Assignment:
Copy out exactly the lines from the start of the data to the line containing "let json = String::from_utf8(bytes)?;". Include both.

:: Materials provided ::

//! Shareable configuration links.
//!
//! A configuration travels as the `config` query parameter: standard, padded
//! base64 of a small JSON object, e.g.
//! `{"car":"ferrari","color":"ff0000","metalness":0.8,"roughness":0.2}`.

use base64::Engine as _;
use base64::engine::general_purpose::STANDARD;
use serde::{Deserialize, Serialize};

use crate::{garage::CarChoice, material::Color};

#[derive(Debug, thiserror::Error)]
pub enum ShareConfigError {
    #[error("config is not valid base64: {0}")]
    Base64(#[from] base64::DecodeError),

    #[error("config is not valid UTF-8: {0}")]
    Utf8(#[from] std::string::FromUtf8Error),

    #[error("config is not valid JSON: {0}")]
    Json(#[from] serde_json::Error),

    #[error("unknown car '{0}'")]
    UnknownCar(String),

    #[error("invalid colour '{0}'")]
    InvalidColor(String),
}

#[derive(Clone, Debug, PartialEq, Serialize, Deserialize)]
struct SharePayload {
    car: String,
    color: String,
    metalness: f32,
    roughness: f32,
}

/// The part of a configuration that survives a share link.
#[derive(Clone, Copy, Debug, PartialEq)]
pub struct ShareConfig {
    pub car: CarChoice,
    pub color: Color,
    pub metalness: f32,
    pub roughness: f32,
}

impl ShareConfig {
    pub fn encode(&self) -> Result<String, ShareConfigError> {
        let payload = SharePayload {
            car: self.car.key().to_string(),
            color: self.color.to_hex_string(),
            metalness: self.metalness,
            roughness: self.roughness,
        };
        let json = serde_json::to_string(&payload)?;
        Ok(STANDARD.encode(json))
    }

    pub fn decode(encoded: &str) -> Result<Self, ShareConfigError> {
        // form decoding turns an unescaped '+' into a space
        let bytes = STANDARD.decode(encoded.trim().replace(' ', "+"))?;
        let json = String::from_utf8(bytes)?;
        let payload: SharePayload = serde_json::from_str(&json)?;
        let car = CarChoice::from_key(&payload.car)
            .ok_or_else(|| ShareConfigError::UnknownCar(payload.car.clone()))?;
        let color = Color::parse(&payload.color)
            .ok_or_else(|| ShareConfigError::InvalidColor(payload.color.clone()))?;
        Ok(Self {
            car,
            color,
            metalness: payload.metalness,
            roughness: payload.roughness,
        })
    }

    /// `{origin}{path}?config={base64}`.
    ///
    /// Standard base64 may contain `+`, `/` and `=`; they are percent-encoded
    /// so the link survives query parsing.
    pub fn to_url(&self, origin: &str, path: &str) -> Result<String, ShareConfigError> {
        Ok(share_url(origin, path, &self.encode()?))
    }
}

/// `{origin}{path}?config={encoded}` with the base64 escaped for a query.
pub fn share_url(origin: &str, path: &str, encoded: &str) -> String {
    let query = form_urlencoded::Serializer::new(String::new())
        .append_pair("config", encoded)
        .finish();
    format!("{}{}?{}", origin, path, query)
}

#[cfg(test)]
mod tests {
    use super::*;

    fn sample() -> ShareConfig {
        ShareConfig {
            car: CarChoice::Lamborghini,
            color: Color::from_hex(0x12ab34),
            metalness: 0.75,
            roughness: 0.125,
        }
    }

    #[test]
    fn decodes_what_it_encodes() {
        let encoded = sample().encode().unwrap();
        assert_eq!(ShareConfig::decode(&encoded).unwrap(), sample());
    }

    #[test]
    fn decodes_hand_written_payload() {
        let json = r#"{"car":"ferrari","color":"ff0000","metalness":0.8,"roughness":0.2}"#;
        let config = ShareConfig::decode(&STANDARD.encode(json)).unwrap();
        assert_eq!(config.car, CarChoice::Ferrari);
        assert_eq!(config.color, Color::from_hex(0xff0000));
    }

    #[test]
    fn rejects_malformed_payloads() {
        assert!(matches!(
            ShareConfig::decode("not base64!"),
            Err(ShareConfigError::Base64(_))
        ));
        assert!(matches!(
            ShareConfig::decode(&STANDARD.encode("{")),
            Err(ShareConfigError::Json(_))
        ));
        let unknown = r#"{"car":"tesla","color":"ff0000","metalness":0.8,"roughness":0.2}"#;
        assert!(matches!(
            ShareConfig::decode(&STANDARD.encode(unknown)),
            Err(ShareConfigError::UnknownCar(car)) if car == "tesla"
        ));
        let bad_color = r#"{"car":"audi","color":"red","metalness":0.8,"roughness":0.2}"#;
        assert!(matches!(
            ShareConfig::decode(&STANDARD.encode(bad_color)),
            Err(ShareConfigError::InvalidColor(_))
        ));
    }

    #[test]
    fn url_has_no_raw_reserved_characters_in_query() {
        let url = sample().to_url("https://cars.example", "/index.html").unwrap();
        let query = url.split_once("?config=").unwrap().1;
        assert!(!query.contains(['+', '/', '=']));
        assert!(url.starts_with("https://cars.example/index.html?config="));
    }

    #[test]
    fn escaped_payload_decodes_back() {
        let encoded = "ab+/cd==";
        let url = share_url("", "/", encoded);
        assert_eq!(url, "/?config=ab%2B%2Fcd%3D%3D");
        let query = url.split_once('?').unwrap().1;
        let (key, value) = form_urlencoded::parse(query.as_bytes()).next().unwrap();
        assert_eq!((key.as_ref(), value.as_ref()), ("config", encoded));
    }
}
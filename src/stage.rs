//! Lighting, environment and renderer switches.

use crate::material::Color;

/// Background / reflection presets.
#[derive(Clone, Copy, Debug, PartialEq, Eq)]
pub enum Environment {
    /// Daylight sky with warm haze, used by the configurator.
    Sky,
    Showroom,
    Garage,
    City,
    Sunset,
    Studio,
}

impl Environment {
    pub const SELECTABLE: [Environment; 5] = [
        Environment::Showroom,
        Environment::Garage,
        Environment::City,
        Environment::Sunset,
        Environment::Studio,
    ];

    pub fn key(self) -> &'static str {
        match self {
            Environment::Sky => "sky",
            Environment::Showroom => "showroom",
            Environment::Garage => "garage",
            Environment::City => "city",
            Environment::Sunset => "sunset",
            Environment::Studio => "studio",
        }
    }

    /// Unknown keys fall back to the showroom.
    pub fn from_key(key: &str) -> Self {
        match key {
            "sky" => Environment::Sky,
            "garage" => Environment::Garage,
            "city" => Environment::City,
            "sunset" => Environment::Sunset,
            "studio" => Environment::Studio,
            _ => Environment::Showroom,
        }
    }

    pub fn background(self) -> Color {
        match self {
            Environment::Sky => Color::from_hex(0xd7cbb1),
            Environment::Showroom => Color::from_hex(0x1a1a1a),
            Environment::Garage => Color::from_hex(0x2a2a2a),
            Environment::City => Color::from_hex(0x4a4a6a),
            Environment::Sunset => Color::from_hex(0x6a4a2a),
            Environment::Studio => Color::from_hex(0xffffff),
        }
    }

    /// Zenith colour of the reflected sky.
    pub fn sky(self) -> Color {
        match self {
            Environment::Sky => Color::from_hex(0x6f9fd8),
            Environment::Studio => Color::from_hex(0xffffff),
            other => other.background(),
        }
    }

    /// Colour reflected from below the horizon.
    pub fn ground(self) -> Color {
        match self {
            Environment::Sky => Color::from_hex(0x8a7f6a),
            Environment::Studio => Color::from_hex(0xbbbbbb),
            _ => Color::from_hex(0x333333),
        }
    }
}

/// One directional light.
#[derive(Clone, Copy, Debug, PartialEq)]
pub struct DirectionalLight {
    pub direction: [f32; 3],
    pub color: Color,
    pub intensity: f32,
}

/// Everything about the scene that is not the car.
#[derive(Clone, Debug, PartialEq)]
pub struct Stage {
    pub environment: Environment,
    pub ambient: (Color, f32),
    pub key: DirectionalLight,
    pub fill: [DirectionalLight; 2],
    pub rim: DirectionalLight,
    pub exposure: f32,
    pub shadows: bool,
    pub fog: Option<(f32, f32)>,
}

impl Stage {
    pub fn new(environment: Environment, fog: Option<(f32, f32)>) -> Self {
        let light = |direction: [f32; 3], hex: u32, intensity: f32| DirectionalLight {
            direction,
            color: Color::from_hex(hex),
            intensity,
        };
        Self {
            environment,
            ambient: (Color::from_hex(0x404040), 0.4),
            key: light([10.0, 10.0, 5.0], 0xffffff, 1.0),
            fill: [
                light([-5.0, 5.0, -5.0], 0x4080ff, 0.3),
                light([5.0, 2.0, -5.0], 0xff8040, 0.2),
            ],
            rim: light([0.0, 5.0, -10.0], 0xffffff, 0.5),
            exposure: 1.5,
            shadows: true,
            fog,
        }
    }

    /// The lighting slider drives key light, rim light and exposure together.
    pub fn set_lighting(&mut self, intensity: f32) {
        self.key.intensity = intensity;
        self.rim.intensity = intensity * 0.5;
        self.exposure = intensity;
    }
}

#[cfg(test)]
mod tests {
    use super::*;

    #[test]
    fn unknown_environment_is_showroom() {
        assert_eq!(Environment::from_key("moon"), Environment::Showroom);
        for env in Environment::SELECTABLE {
            assert_eq!(Environment::from_key(env.key()), env);
        }
    }

    #[test]
    fn lighting_scales_rim_and_exposure() {
        let mut stage = Stage::new(Environment::Showroom, None);
        stage.set_lighting(2.0);
        assert_eq!(stage.key.intensity, 2.0);
        assert_eq!(stage.rim.intensity, 1.0);
        assert_eq!(stage.exposure, 2.0);
        assert_eq!(stage.fill[0].intensity, 0.3);
    }
}
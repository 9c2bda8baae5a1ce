//! GPU mirror of the session and pipeline batching.
//!
//! [`GpuScene`] owns the uploaded car meshes (index for index with the
//! session's `CarModel`), their per-mesh material and instance buffers and
//! the ground plane. Every frame [`GpuScene::sync`] copies the session state
//! into those buffers and [`GpuScene::render`] describes what to draw as a
//! [`Render`] tree, which is split into an opaque and a transparent batch.

use cgmath::{EuclideanSpace, InnerSpace, Point3, Rotation3};
use wgpu::util::DeviceExt;

use crate::{
    context::Context,
    data_structures::{
        instance::Instance,
        model::{DrawMesh, GpuMesh, MeshGeometry},
        scene_graph::LoadedModel,
        texture::Texture,
    },
    launch::Profile,
    material::{Color, Material},
    pipelines::light::SceneUniform,
    resources::primitives,
    session::Session,
};

/// One mesh ready to be drawn.
pub struct Instanced<'a> {
    pub mesh: &'a GpuMesh,
    pub instance: &'a wgpu::Buffer,
    pub material: &'a wgpu::BindGroup,
    /// Squared distance from the eye, used to order transparent draws.
    pub depth: f32,
}

/// What to draw and with which pipeline.
pub enum Render<'a> {
    None,
    Opaque(Instanced<'a>),
    Transparent(Instanced<'a>),
    Composed(Vec<Render<'a>>),
}

impl<'a> Render<'a> {
    pub(crate) fn set_pipelines(
        self,
        opaque: &mut Vec<Instanced<'a>>,
        transparent: &mut Vec<Instanced<'a>>,
    ) {
        match self {
            Render::Opaque(instanced) => opaque.push(instanced),
            Render::Transparent(instanced) => transparent.push(instanced),
            Render::Composed(renders) => renders
                .into_iter()
                .for_each(|render| render.set_pipelines(opaque, transparent)),
            Render::None => (),
        }
    }
}

/// A mesh with its own instance and material buffers.
pub struct Drawable {
    pub mesh: GpuMesh,
    instance_buffer: wgpu::Buffer,
    material_buffer: wgpu::Buffer,
    material_bind_group: wgpu::BindGroup,
    texture: Option<usize>,
    blended: bool,
    center: Point3<f32>,
}

impl Drawable {
    fn new(
        ctx: &Context,
        name: &str,
        geometry: &MeshGeometry,
        material: &Material,
        textures: &[Texture],
    ) -> Self {
        let mesh = GpuMesh::upload(&ctx.device, name, geometry);
        let instance_buffer = ctx
            .device
            .create_buffer_init(&wgpu::util::BufferInitDescriptor {
                label: Some(&format!("{:?} Instance Buffer", name)),
                contents: bytemuck::cast_slice(&[Instance::new().to_raw()]),
                usage: wgpu::BufferUsages::VERTEX | wgpu::BufferUsages::COPY_DST,
            });
        let material_buffer = ctx
            .device
            .create_buffer_init(&wgpu::util::BufferInitDescriptor {
                label: Some(&format!("{:?} Material Buffer", name)),
                contents: bytemuck::cast_slice(&[material.to_uniform(true)]),
                usage: wgpu::BufferUsages::UNIFORM | wgpu::BufferUsages::COPY_DST,
            });
        let material_bind_group = mk_material_bind_group(
            ctx,
            &material_buffer,
            texture_for(ctx, textures, material.base_color_texture),
        );
        Self {
            mesh,
            instance_buffer,
            material_buffer,
            material_bind_group,
            texture: material.base_color_texture,
            blended: material.is_blended(),
            center: Point3::origin(),
        }
    }

    fn update(
        &mut self,
        ctx: &Context,
        material: &Material,
        receive_shadow: bool,
        transform: &Instance,
        textures: &[Texture],
    ) {
        if material.base_color_texture != self.texture {
            self.material_bind_group = mk_material_bind_group(
                ctx,
                &self.material_buffer,
                texture_for(ctx, textures, material.base_color_texture),
            );
            self.texture = material.base_color_texture;
        }
        self.blended = material.is_blended();
        self.center = Point3::from_vec(transform.position);
        ctx.queue.write_buffer(
            &self.material_buffer,
            0,
            bytemuck::cast_slice(&[material.to_uniform(receive_shadow)]),
        );
        ctx.queue.write_buffer(
            &self.instance_buffer,
            0,
            bytemuck::cast_slice(&[transform.to_raw()]),
        );
    }

    fn instanced(&self, eye: Point3<f32>) -> Instanced<'_> {
        Instanced {
            mesh: &self.mesh,
            instance: &self.instance_buffer,
            material: &self.material_bind_group,
            depth: (self.center - eye).magnitude2(),
        }
    }
}

fn texture_for<'t>(ctx: &'t Context, textures: &'t [Texture], idx: Option<usize>) -> &'t Texture {
    idx.and_then(|idx| textures.get(idx))
        .unwrap_or(&ctx.default_texture)
}

fn mk_material_bind_group(
    ctx: &Context,
    buffer: &wgpu::Buffer,
    texture: &Texture,
) -> wgpu::BindGroup {
    let fallback;
    let sampler = match &texture.sampler {
        Some(sampler) => sampler,
        None => {
            fallback = crate::data_structures::texture::create_default_sampler(&ctx.device);
            &fallback
        }
    };
    ctx.device.create_bind_group(&wgpu::BindGroupDescriptor {
        layout: &ctx.material_layout,
        entries: &[
            wgpu::BindGroupEntry {
                binding: 0,
                resource: buffer.as_entire_binding(),
            },
            wgpu::BindGroupEntry {
                binding: 1,
                resource: wgpu::BindingResource::TextureView(&texture.view),
            },
            wgpu::BindGroupEntry {
                binding: 2,
                resource: wgpu::BindingResource::Sampler(sampler),
            },
        ],
        label: Some("material_bind_group"),
    })
}

pub struct GpuScene {
    ground: Drawable,
    ground_material: Material,
    ground_transform: Instance,
    car: Vec<Drawable>,
    textures: Vec<Texture>,
    eye: Point3<f32>,
}

impl GpuScene {
    pub fn new(ctx: &Context, profile: &Profile) -> Self {
        let geometry = primitives::plane(profile.ground_size, profile.ground_size);
        let mut ground_material = Material::named("ground")
            .with_color(Color::from_hex(profile.ground_hex))
            .with_pbr(0.0, 0.8)
            .with_opacity(profile.ground_opacity);
        ground_material.pattern = profile.ground_pattern;
        let ground_transform = Instance::new().with_rotation(cgmath::Quaternion::from_angle_x(
            cgmath::Rad(-std::f32::consts::FRAC_PI_2),
        ));
        let mut ground = Drawable::new(ctx, "ground", &geometry, &ground_material, &[]);
        ground.update(ctx, &ground_material, true, &ground_transform, &[]);
        Self {
            ground,
            ground_material,
            ground_transform,
            car: Vec::new(),
            textures: Vec::new(),
            eye: Point3::origin(),
        }
    }

    /// Uploads the geometry and textures of a freshly loaded car, replacing
    /// the current one.
    pub fn upload_car(&mut self, ctx: &Context, loaded: &LoadedModel) {
        self.textures = loaded
            .textures
            .iter()
            .enumerate()
            .map(|(idx, image)| {
                let label = format!("{} texture {}", loaded.car, idx);
                Texture::from_image(&ctx.device, &ctx.queue, image, Some(&label)).unwrap_or_else(
                    |e| {
                        log::warn!("{}, using plain white", e);
                        Texture::create_solid(&ctx.device, &ctx.queue, [255; 4], &label)
                    },
                )
            })
            .collect();
        self.car = loaded
            .meshes
            .iter()
            .map(|mesh| Drawable::new(ctx, &mesh.name, &mesh.geometry, &mesh.material, &self.textures))
            .collect();
        log::info!(
            "Uploaded {} meshes and {} textures",
            self.car.len(),
            self.textures.len()
        );
    }

    pub fn clear_car(&mut self) {
        self.car.clear();
        self.textures.clear();
    }

    /// Copies camera, lights and every car material and transform into their
    /// GPU buffers.
    pub fn sync(&mut self, ctx: &mut Context, session: &Session) {
        self.eye = session.camera.eye;
        ctx.camera.write(&ctx.queue, &session.camera);
        ctx.clear_colour = session.stage.environment.background().to_wgpu();
        self.ground.update(
            ctx,
            &self.ground_material,
            session.stage.shadows,
            &self.ground_transform,
            &[],
        );

        let Some(model) = session.model() else {
            if !self.car.is_empty() {
                self.clear_car();
            }
            ctx.light
                .write(&ctx.queue, SceneUniform::new(&session.stage, None));
            return;
        };
        let position = model.transform.position;
        ctx.light.write(
            &ctx.queue,
            SceneUniform::new(&session.stage, Some(([position.x, position.z], model.footprint))),
        );

        if model.meshes.len() != self.car.len() {
            log::warn!(
                "Car has {} meshes but {} are uploaded",
                model.meshes.len(),
                self.car.len()
            );
            return;
        }
        for (idx, (mesh, drawable)) in model.meshes.iter().zip(&mut self.car).enumerate() {
            if let Some(transform) = model.world_transform(idx) {
                drawable.update(ctx, mesh.material(), mesh.receive_shadow, &transform, &self.textures);
            }
        }
    }

    pub fn render(&self) -> Render<'_> {
        let mut renders = vec![Render::Transparent(self.ground.instanced(self.eye))];
        renders.extend(self.car.iter().map(|drawable| {
            if drawable.mesh.num_elements == 0 {
                return Render::None;
            }
            let instanced = drawable.instanced(self.eye);
            if drawable.blended {
                Render::Transparent(instanced)
            } else {
                Render::Opaque(instanced)
            }
        }));
        Render::Composed(renders)
    }

    /// Records one full frame into `encoder`.
    pub fn encode(
        &self,
        ctx: &Context,
        encoder: &mut wgpu::CommandEncoder,
        color_view: &wgpu::TextureView,
        depth_view: &wgpu::TextureView,
    ) {
        let mut render_pass = encoder.begin_render_pass(&wgpu::RenderPassDescriptor {
            label: Some("Render Pass"),
            color_attachments: &[Some(wgpu::RenderPassColorAttachment {
                view: color_view,
                resolve_target: None,
                ops: wgpu::Operations {
                    load: wgpu::LoadOp::Clear(ctx.clear_colour),
                    store: wgpu::StoreOp::Store,
                },
                depth_slice: None,
            })],
            depth_stencil_attachment: Some(wgpu::RenderPassDepthStencilAttachment {
                view: depth_view,
                depth_ops: Some(wgpu::Operations {
                    load: wgpu::LoadOp::Clear(1.0),
                    store: wgpu::StoreOp::Store,
                }),
                stencil_ops: None,
            }),
            occlusion_query_set: None,
            timestamp_writes: None,
        });

        let mut opaque: Vec<Instanced> = Vec::new();
        let mut transparent: Vec<Instanced> = Vec::new();
        self.render().set_pipelines(&mut opaque, &mut transparent);

        render_pass.set_pipeline(&ctx.pipelines.basic);
        for instanced in opaque {
            render_pass.set_vertex_buffer(1, instanced.instance.slice(..));
            render_pass.draw_mesh_instanced(
                instanced.mesh,
                instanced.material,
                0..1,
                &ctx.camera.bind_group,
                &ctx.light.bind_group,
            );
        }

        // the ground stays first, everything else back to front
        if let Some((_ground, rest)) = transparent.split_first_mut() {
            rest.sort_by(|a, b| b.depth.total_cmp(&a.depth));
        }
        render_pass.set_pipeline(&ctx.pipelines.transparent);
        for instanced in transparent {
            render_pass.set_vertex_buffer(1, instanced.instance.slice(..));
            render_pass.draw_mesh_instanced(
                instanced.mesh,
                instanced.material,
                0..1,
                &ctx.camera.bind_group,
                &ctx.light.bind_group,
            );
        }
    }
}
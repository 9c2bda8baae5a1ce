//! UI intents and what the host has to do about them.
//!
//! Every control in either demo turns into exactly one [`Command`]. The
//! session applies it synchronously and answers with an [`Effect`] for the
//! parts it cannot do itself.

use crate::{
    camera::ViewPreset,
    garage::CarChoice,
    material::Color,
    motion::DriveInput,
    parts::PartCategory,
    stage::Environment,
};

#[derive(Clone, Debug, PartialEq)]
pub enum Command {
    SelectPart(PartCategory),
    /// Free colour picker, applied to the selected part.
    PickColor(Color),
    /// Swatch or custom colour of the showroom, always the body.
    PaintBody(Color),
    SetMetalness(f32),
    SetRoughness(f32),
    SelectBodyMaterial(usize),
    SelectRimMaterial(usize),
    SelectGlassMaterial(usize),
    SetCameraView(ViewPreset),
    Zoom(f32),
    SetFollowCamera(bool),
    SetAutoRotate(bool),
    SelectEnvironment(Environment),
    SetLighting(f32),
    SetShadows(bool),
    SelectCar(CarChoice),
    Drive(DriveInput),
    Screenshot,
    Share,
    ToggleFullscreen,
}

impl Command {
    /// Picking another car is the only thing that can interrupt a load.
    pub fn allowed_while_loading(&self) -> bool {
        matches!(self, Command::SelectCar(_))
    }
}

/// Follow-up work for the host.
#[derive(Clone, Debug, PartialEq)]
pub enum Effect {
    None,
    /// Start loading a car; the completion must carry `ticket`.
    Load { car: CarChoice, ticket: u64 },
    /// Re-render the current frame off screen and export it as PNG.
    Screenshot { file_name: &'static str },
    /// Publish the encoded configuration (`?config=` value).
    Share { encoded: String },
    ToggleFullscreen,
}

pub const SCREENSHOT_FILE_NAME: &str = "car-showroom-screenshot.png";
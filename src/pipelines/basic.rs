use crate::data_structures::{
    instance::InstanceRaw,
    model::{ModelVertex, Vertex},
    texture::Texture,
};

/// Bind group layout of a material: its uniform, the base colour map and the
/// sampler for it.
pub fn material_layout(device: &wgpu::Device) -> wgpu::BindGroupLayout {
    device.create_bind_group_layout(&wgpu::BindGroupLayoutDescriptor {
        entries: &[
            wgpu::BindGroupLayoutEntry {
                binding: 0,
                visibility: wgpu::ShaderStages::FRAGMENT,
                ty: wgpu::BindingType::Buffer {
                    ty: wgpu::BufferBindingType::Uniform,
                    has_dynamic_offset: false,
                    min_binding_size: None,
                },
                count: None,
            },
            wgpu::BindGroupLayoutEntry {
                binding: 1,
                visibility: wgpu::ShaderStages::FRAGMENT,
                ty: wgpu::BindingType::Texture {
                    multisampled: false,
                    view_dimension: wgpu::TextureViewDimension::D2,
                    sample_type: wgpu::TextureSampleType::Float { filterable: true },
                },
                count: None,
            },
            wgpu::BindGroupLayoutEntry {
                binding: 2,
                visibility: wgpu::ShaderStages::FRAGMENT,
                ty: wgpu::BindingType::Sampler(wgpu::SamplerBindingType::Filtering),
                count: None,
            },
        ],
        label: Some("material_bind_group_layout"),
    })
}

pub fn pbr_shader() -> wgpu::ShaderModuleDescriptor<'static> {
    wgpu::ShaderModuleDescriptor {
        label: Some("PBR Shader"),
        source: wgpu::ShaderSource::Wgsl(include_str!("pbr.wgsl").into()),
    }
}

pub fn mk_pipeline_layout(
    device: &wgpu::Device,
    camera_bind_group_layout: &wgpu::BindGroupLayout,
    light_bind_group_layout: &wgpu::BindGroupLayout,
    material_bind_group_layout: &wgpu::BindGroupLayout,
) -> wgpu::PipelineLayout {
    device.create_pipeline_layout(&wgpu::PipelineLayoutDescriptor {
        label: Some("Render Pipeline Layout"),
        bind_group_layouts: &[
            camera_bind_group_layout,
            light_bind_group_layout,
            material_bind_group_layout,
        ],
        push_constant_ranges: &[],
    })
}

/// Opaque car parts: depth tested and written, back faces culled.
pub fn mk_basic_pipeline(
    device: &wgpu::Device,
    format: wgpu::TextureFormat,
    layout: &wgpu::PipelineLayout,
) -> wgpu::RenderPipeline {
    mk_render_pipeline(
        device,
        layout,
        format,
        Some(wgpu::BlendState {
            alpha: wgpu::BlendComponent::REPLACE,
            color: wgpu::BlendComponent::REPLACE,
        }),
        Some(Texture::DEPTH_FORMAT),
        true,
        Some(wgpu::Face::Back),
        &[ModelVertex::desc(), InstanceRaw::desc()],
        pbr_shader(),
    )
}

#[allow(clippy::too_many_arguments)]
pub fn mk_render_pipeline(
    device: &wgpu::Device,
    layout: &wgpu::PipelineLayout,
    color_format: wgpu::TextureFormat,
    blend: Option<wgpu::BlendState>,
    depth_format: Option<wgpu::TextureFormat>,
    depth_write_enabled: bool,
    cull_mode: Option<wgpu::Face>,
    vertex_layouts: &[wgpu::VertexBufferLayout],
    shader: wgpu::ShaderModuleDescriptor,
) -> wgpu::RenderPipeline {
    let shader = device.create_shader_module(shader);

    device.create_render_pipeline(&wgpu::RenderPipelineDescriptor {
        cache: None,
        label: Some("Render Pipeline"),
        layout: Some(layout),
        vertex: wgpu::VertexState {
            module: &shader,
            entry_point: Some("vs_main"),
            buffers: vertex_layouts,
            compilation_options: Default::default(),
        },
        fragment: Some(wgpu::FragmentState {
            module: &shader,
            entry_point: Some("fs_main"),
            targets: &[Some(wgpu::ColorTargetState {
                format: color_format,
                blend,
                write_mask: wgpu::ColorWrites::ALL,
            })],
            compilation_options: Default::default(),
        }),
        primitive: wgpu::PrimitiveState {
            topology: wgpu::PrimitiveTopology::TriangleList,
            strip_index_format: None,
            front_face: wgpu::FrontFace::Ccw,
            cull_mode,
            polygon_mode: wgpu::PolygonMode::Fill,
            unclipped_depth: false,
            conservative: false,
        },
        depth_stencil: depth_format.map(|format| wgpu::DepthStencilState {
            format,
            depth_write_enabled,
            depth_compare: wgpu::CompareFunction::Less,
            stencil: wgpu::StencilState::default(),
            bias: wgpu::DepthBiasState::default(),
        }),
        multisample: wgpu::MultisampleState {
            count: 1,
            mask: !0,
            alpha_to_coverage_enabled: false,
        },
        multiview: None,
    })
}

:::

Finished task:
//! Shareable configuration links.
//!
//! A configuration travels as the `config` query parameter: standard, padded
//! base64 of a small JSON object, e.g.
//! `{"car":"ferrari","color":"ff0000","metalness":0.8,"roughness":0.2}`.

use base64::Engine as _;
use base64::engine::general_purpose::STANDARD;
use serde::{Deserialize, Serialize};

use crate::{garage::CarChoice, material::Color};

#[derive(Debug, thiserror::Error)]
pub enum ShareConfigError {
    #[error("config is not valid base64: {0}")]
    Base64(#[from] base64::DecodeError),

    #[error("config is not valid UTF-8: {0}")]
    Utf8(#[from] std::string::FromUtf8Error),

    #[error("config is not valid JSON: {0}")]
    Json(#[from] serde_json::Error),

    #[error("unknown car '{0}'")]
    UnknownCar(String),

    #[error("invalid colour '{0}'")]
    InvalidColor(String),
}

#[derive(Clone, Debug, PartialEq, Serialize, Deserialize)]
struct SharePayload {
    car: String,
    color: String,
    metalness: f32,
    roughness: f32,
}

/// The part of a configuration that survives a share link.
#[derive(Clone, Copy, Debug, PartialEq)]
pub struct ShareConfig {
    pub car: CarChoice,
    pub color: Color,
    pub metalness: f32,
    pub roughness: f32,
}

impl ShareConfig {
    pub fn encode(&self) -> Result<String, ShareConfigError> {
        let payload = SharePayload {
            car: self.car.key().to_string(),
            color: self.color.to_hex_string(),
            metalness: self.metalness,
            roughness: self.roughness,
        };
        let json = serde_json::to_string(&payload)?;
        Ok(STANDARD.encode(json))
    }

    pub fn decode(encoded: &str) -> Result<Self, ShareConfigError> {
        // form decoding turns an unescaped '+' into a space
        let bytes = STANDARD.decode(encoded.trim().replace(' ', "+"))?;
        let json = String::from_utf8(bytes)?;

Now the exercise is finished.